| Exercise |
Only the lines below, from the one with "all together |" through the one with "pub mod export;", are to be written out, exactly.

| Records |
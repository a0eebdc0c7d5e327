//! # Tank Bank Meme Composition
//!
//! Builds captioned memes from a template catalog, an uploaded file, or a
//! remote image URL, stamps the Tank Bank watermark, and prepares the result
//! for download or sharing.
//!
//! ## Quick Start
//!
//! ```no_run
//! use std::sync::Arc;
//! use std::time::Duration;
//! use tankmeme::{
//!     catalog::{Catalog, MemegenClient, TemplateService},
//!     compose::{Compositor, FontBook, WatermarkAsset},
//!     session::MemeSession,
//! };
//!
//! # async fn example() -> Result<(), tankmeme::MemeError> {
//! let templates: Arc<dyn TemplateService> =
//!     Arc::new(MemegenClient::new("http://localhost:5000", Duration::from_secs(10))?);
//! let compositor = Compositor::new(
//!     templates.clone(),
//!     reqwest::Client::new(),
//!     FontBook::embedded(),
//!     WatermarkAsset::Path("assets/watermark.png".into()),
//! );
//!
//! let mut session = MemeSession::new(Catalog::load(templates.as_ref()).await);
//! session.select_template("drake")?;
//! session.update_text(0, "Writing it by hand")?;
//! session.update_text(1, "Generating it")?;
//! session.generate(&compositor).await?;
//!
//! let file = session.download()?;
//! std::fs::write(&file.filename, file.bytes.as_slice())?;
//! # Ok(())
//! # }
//! ```
//!
//! ## Module Overview
//!
//! | Module | Description |
//! |--------|-------------|
//! | [`catalog`] | Template catalog paging and the template service client |
//! | [`source`] | Template / upload / remote URL image sources |
//! | [`overlay`] | Text lines, positions, rotation, drag, style |
//! | [`compose`] | Software rasterizer: text, watermark, encoding |
//! | [`export`] | Download naming, share payloads, social links |
//! | [`session`] | One editing session tying it all together |
//! | [`profiles`] | Commander profiles and leaderboard |
//! | [`server`] | HTTP API |
//! | [`error`] | Error types |

pub mod catalog;
pub mod compose;
pub mod error;
pub mod export;
pub mod overlay;
pub mod profiles;
pub mod server;
pub mod session;
pub mod source;

// Re-exports for convenience
pub use error::MemeError;
pub use session::MemeSession;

| Answer for the task |
//! | [`session`] | One editing session tying it all together |
//! | [`profiles`] | Commander profiles and leaderboard |
//! | [`server`] | HTTP API |
//! | [`error`] | Error types |

pub mod catalog;
pub mod compose;
pub mod error;
pub mod export;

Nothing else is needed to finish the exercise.